What a Hot Jupiter Taught Me About Research
My first project on binary stars using speckle interferometry was a crash course in how science can actually work (that project even won us an award at the Washington State Science & Engineering Fair). And this second one on exoplanet transits taught me something equally valuable: how science sometimes doesn’t go as planned.
Science Badges and Smiles
On paper, the goal was simple: confirm whether TOI (TESS object of Interest) 3777.01, a candidate hot Jupiter flagged by NASA’s TESS satellite, was the real deal. All we had to do was point a telescope at the star during the predicted transit window and watch for a tiny dip in its brightness.
Sounds easy, right? IT WASN’T.
We collected 186 exposures over a few hours using George Mason University’s telescope. With AstroImageJ (a popular astronomy based software tool), we processed the images, calibrated everything, and watched the light curve slowly take shape. And sure enough, we saw a dip. The signal was there. This whole process took around 2 weeks.
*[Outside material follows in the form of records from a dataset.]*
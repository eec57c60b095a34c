//! Image discovery and preloading.

use super::trials::TrialTable;
use crate::error::{AppResult, StimError};
use std::path::{Path, PathBuf};
use tracing::{debug, info, warn};

/// Turns an image file into whatever the presentation toolkit draws.
///
/// Implementations typically hold the window the images belong to.
pub trait ImageLoader {
    /// Loaded image handle.
    type Handle;

    /// Decode the image at `path`.
    fn load(&mut self, path: &Path) -> AppResult<Self::Handle>;
}

/// A loaded image and the file it came from.
#[derive(Debug, Clone, PartialEq)]
pub struct PreloadedImage<H> {
    /// Toolkit handle
    pub handle: H,
    /// Source file
    pub source: PathBuf,
}

/// Per-trial images; `None` marks a trial with no image to show.
pub type TrialImages<H> = Vec<Option<PreloadedImage<H>>>;

/// Which files `preload_folder` picks up.
#[derive(Debug, Clone, Default, PartialEq)]
pub struct FolderQuery {
    /// Directory everything is resolved against
    pub base_dir: PathBuf,
    /// File extension without the dot, e.g. `png`
    pub file_type: String,
    /// Stimulus folders; `None` scans `base_dir` (or `sub_folder`) itself
    pub folders: Option<Vec<String>>,
    /// File-name prefixes to leave out
    pub exclude: Option<Vec<String>>,
    /// Folder between `base_dir` and `folders`
    pub sub_folder: Option<String>,
}

impl FolderQuery {
    /// Every `file_type` file directly in `base_dir`.
    pub fn new(base_dir: impl Into<PathBuf>, file_type: impl Into<String>) -> Self {
        Self {
            base_dir: base_dir.into(),
            file_type: file_type.into(),
            ..Self::default()
        }
    }

    /// Restrict to these folders.
    pub fn folders<I, S>(mut self, folders: I) -> Self
    where
        I: IntoIterator<Item = S>,
        S: Into<String>,
    {
        self.folders = Some(folders.into_iter().map(Into::into).collect());
        self
    }

    /// Leave out files whose names start with any of these.
    pub fn exclude<I, S>(mut self, exclude: I) -> Self
    where
        I: IntoIterator<Item = S>,
        S: Into<String>,
    {
        self.exclude = Some(exclude.into_iter().map(Into::into).collect());
        self
    }

    /// Look for `folders` under this sub folder.
    pub fn sub_folder(mut self, sub_folder: impl Into<String>) -> Self {
        self.sub_folder = Some(sub_folder.into());
        self
    }

    fn directories(&self) -> Vec<PathBuf> {
        let root = match &self.sub_folder {
            Some(sub) => self.base_dir.join(sub),
            None => self.base_dir.clone(),
        };
        match &self.folders {
            Some(folders) => folders.iter().map(|f| root.join(f)).collect(),
            None => vec![root],
        }
    }

    fn is_excluded(&self, path: &Path) -> bool {
        let Some(exclude) = &self.exclude else {
            return false;
        };
        let name = path.file_name().and_then(|n| n.to_str()).unwrap_or("");
        let hits = exclude
            .iter()
            .filter(|prefix| !prefix.is_empty() && name.starts_with(prefix.as_str()))
            .count();
        if hits > 1 {
            warn!(file = %path.display(), hits, "File matches several exclusion entries");
        }
        hits > 0
    }
}

/// Unique folder names from space-separated entries, in first-seen order.
///
/// `["faces houses", "houses cars"]` gives `["faces", "houses", "cars"]`.
pub fn folder_list<S: AsRef<str>>(entries: &[S]) -> Vec<String> {
    let mut folders: Vec<String> = Vec::new();
    for entry in entries {
        for folder in entry.as_ref().split_whitespace() {
            if !folders.iter().any(|f| f == folder) {
                folders.push(folder.to_string());
            }
        }
    }
    folders
}

/// Files in `dir` with extension exactly `file_type`, sorted by path.
///
/// The match is case-sensitive: `png` does not pick up `IMG.PNG`.
fn list_images(dir: &Path, file_type: &str) -> AppResult<Vec<PathBuf>> {
    if !dir.is_dir() {
        warn!(dir = %dir.display(), "Stimulus folder does not exist");
        return Ok(Vec::new());
    }

    let mut files = Vec::new();
    for entry in std::fs::read_dir(dir)?.flatten() {
        let path = entry.path();
        if !path.is_file() {
            continue;
        }
        if path.extension().and_then(|e| e.to_str()) == Some(file_type) {
            files.push(path);
        }
    }
    files.sort();
    Ok(files)
}

fn load_all<L: ImageLoader>(
    loader: &mut L,
    paths: Vec<PathBuf>,
) -> AppResult<Vec<PreloadedImage<L::Handle>>> {
    let mut images = Vec::with_capacity(paths.len());
    for source in paths {
        let handle = loader.load(&source)?;
        images.push(PreloadedImage { handle, source });
    }
    Ok(images)
}

/// Load every image selected by `query`.
///
/// # Errors
///
/// Returns `StimError::Io` if a folder cannot be listed and propagates loader
/// failures. Missing folders are only logged.
pub fn preload_folder<L: ImageLoader>(
    loader: &mut L,
    query: &FolderQuery,
) -> AppResult<Vec<PreloadedImage<L::Handle>>> {
    let file_type = query.file_type.trim_start_matches('.');
    if file_type.is_empty() {
        return Err(StimError::Stimulus("image file type must not be empty".into()));
    }

    let mut paths = Vec::new();
    for dir in query.directories() {
        for path in list_images(&dir, file_type)? {
            if query.is_excluded(&path) {
                debug!(file = %path.display(), "Excluded stimulus");
                continue;
            }
            paths.push(path);
        }
    }

    let images = load_all(loader, paths)?;
    info!(count = images.len(), file_type, "Preloaded images");
    Ok(images)
}

/// Load every `file_type` image directly in `base_dir`.
///
/// # Errors
///
/// See [`preload_folder`].
pub fn preload_dir<L: ImageLoader>(
    loader: &mut L,
    base_dir: &Path,
    file_type: &str,
) -> AppResult<Vec<PreloadedImage<L::Handle>>> {
    preload_folder(loader, &FolderQuery::new(base_dir, file_type))
}

/// Keep the paths that exist, logging the ones that do not.
fn existing(paths: Vec<PathBuf>) -> Vec<PathBuf> {
    paths
        .into_iter()
        .filter(|p| {
            let found = p.is_file();
            if !found {
                warn!(file = %p.display(), "Image named in trial table not found");
            }
            found
        })
        .collect()
}

/// Load each image named in `columns`, once, in presentation order.
///
/// Files are looked up as `base_dir/folder/<cell>`. Use with
/// [`assign_by_name`](super::assign_by_name) during the trial loop.
///
/// # Errors
///
/// Returns `StimError::Stimulus` for an unknown column and propagates loader
/// failures. Missing files are only logged.
pub fn preload_unique_images<L: ImageLoader>(
    loader: &mut L,
    table: &TrialTable,
    columns: &[&str],
    base_dir: &Path,
    folder: &str,
) -> AppResult<Vec<PreloadedImage<L::Handle>>> {
    check_columns(table, columns)?;

    let mut names: Vec<&str> = Vec::new();
    for &row in table.sequence() {
        for column in columns {
            if let Some(name) = table.value(row, column) {
                if !names.contains(&name) {
                    names.push(name);
                }
            }
        }
    }

    let dir = base_dir.join(folder);
    let paths = existing(names.iter().map(|n| dir.join(n)).collect());
    load_all(loader, paths)
}

/// Load one image per trial from `column`, in presentation order.
///
/// The result has exactly one slot per trial, so it can be indexed by trial
/// count with [`assign_by_trial`](super::assign_by_trial). Repeated file names
/// are loaded repeatedly. Files are looked up as `base_dir/<cell>`; an empty
/// cell or a missing file leaves its slot `None`.
///
/// # Errors
///
/// Returns `StimError::Stimulus` for an unknown column and propagates loader
/// failures. Missing files are only logged.
pub fn preload_trial_images<L: ImageLoader>(
    loader: &mut L,
    table: &TrialTable,
    column: &str,
    base_dir: &Path,
) -> AppResult<TrialImages<L::Handle>> {
    check_columns(table, &[column])?;

    let mut slots = Vec::with_capacity(table.sequence().len());
    for (trial, name) in table.sequence_values(column).enumerate() {
        let Some(name) = name else {
            debug!(trial, column, "Empty stimulus cell");
            slots.push(None);
            continue;
        };
        let source = base_dir.join(name);
        if !source.is_file() {
            warn!(trial, file = %source.display(), "Image named in trial table not found");
            slots.push(None);
            continue;
        }
        let handle = loader.load(&source)?;
        slots.push(Some(PreloadedImage { handle, source }));
    }
    Ok(slots)
}

fn check_columns(table: &TrialTable, columns: &[&str]) -> AppResult<()> {
    match columns.iter().find(|c| !table.has_column(c)) {
        Some(missing) => Err(StimError::Stimulus(format!(
            "trial table has no column '{}'",
            missing
        ))),
        None => Ok(()),
    }
}

#[cfg(test)]
mod tests {
    use super::*;

    #[test]
    fn test_folder_list_dedups_in_order() {
        let folders = folder_list(&["faces houses", "houses  cars", "faces"]);
        assert_eq!(folders, vec!["faces", "houses", "cars"]);
        assert!(folder_list::<&str>(&[]).is_empty());
    }

    #[test]
    fn test_query_directories() {
        let base = Path::new("/exp");
        assert_eq!(FolderQuery::new(base, "png").directories(), vec![PathBuf::from("/exp")]);
        assert_eq!(
            FolderQuery::new(base, "png").folders(["a", "b"]).directories(),
            vec![PathBuf::from("/exp/a"), PathBuf::from("/exp/b")]
        );
        assert_eq!(
            FolderQuery::new(base, "png")
                .sub_folder("STIMULI")
                .folders(["a"])
                .directories(),
            vec![PathBuf::from("/exp/STIMULI/a")]
        );
    }

    #[test]
    fn test_exclusion_is_file_name_prefix() {
        let query = FolderQuery::new("/exp", "png").exclude(["id03", "id1"]);
        assert!(query.is_excluded(Path::new("/exp/id03_happy.png")));
        assert!(query.is_excluded(Path::new("/exp/id12.png")));
        assert!(!query.is_excluded(Path::new("/exp/id04.png")));
        assert!(!query.is_excluded(Path::new("/id03/x.png")));
        assert!(!FolderQuery::new("/exp", "png").is_excluded(Path::new("/exp/id03.png")));
    }
}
But then came the problem. The night’s atmosphere was terrible. The stars were blurred, and to make matters worse, one of the star's neighbors was only 2 arcseconds away, practically sitting on top of it in our images. Their light merged together, making it impossible to know which star was actually dimming.
This is the part of research people rarely talk about: you can have all the right data, all the right tools, and still end up with ambiguity.
Why I Still Count It as a Win
Even though the results were inconclusive, the project was far from a failure. In fact, it was the opposite. I learned how to navigate real-world problems like poor seeing conditions, source blending, and noisy data. I learned to explain not just what the data showed, but also what its limits were.
And in the end, this project still earned recognition — I was awarded at a local competition hosted by George Mason University. It wasn’t because the results were perfect, but because the process was real, and the science was honest.
The Bigger Picture
My two projects now tell different sides of the same story. The speckle interferometry project showed me the excitement of pulling out crisp, definitive results about binary stars. This exoplanet transit project showed me the opposite: the challenges of ambiguity, and the patience it takes to accept “we don’t know… yet.”
And honestly? That balance is pretty much what science is. Some days, the data gives you exactly what you were hoping for. Other days, it just hands you more questions.
Either way, it’s always worth the chase.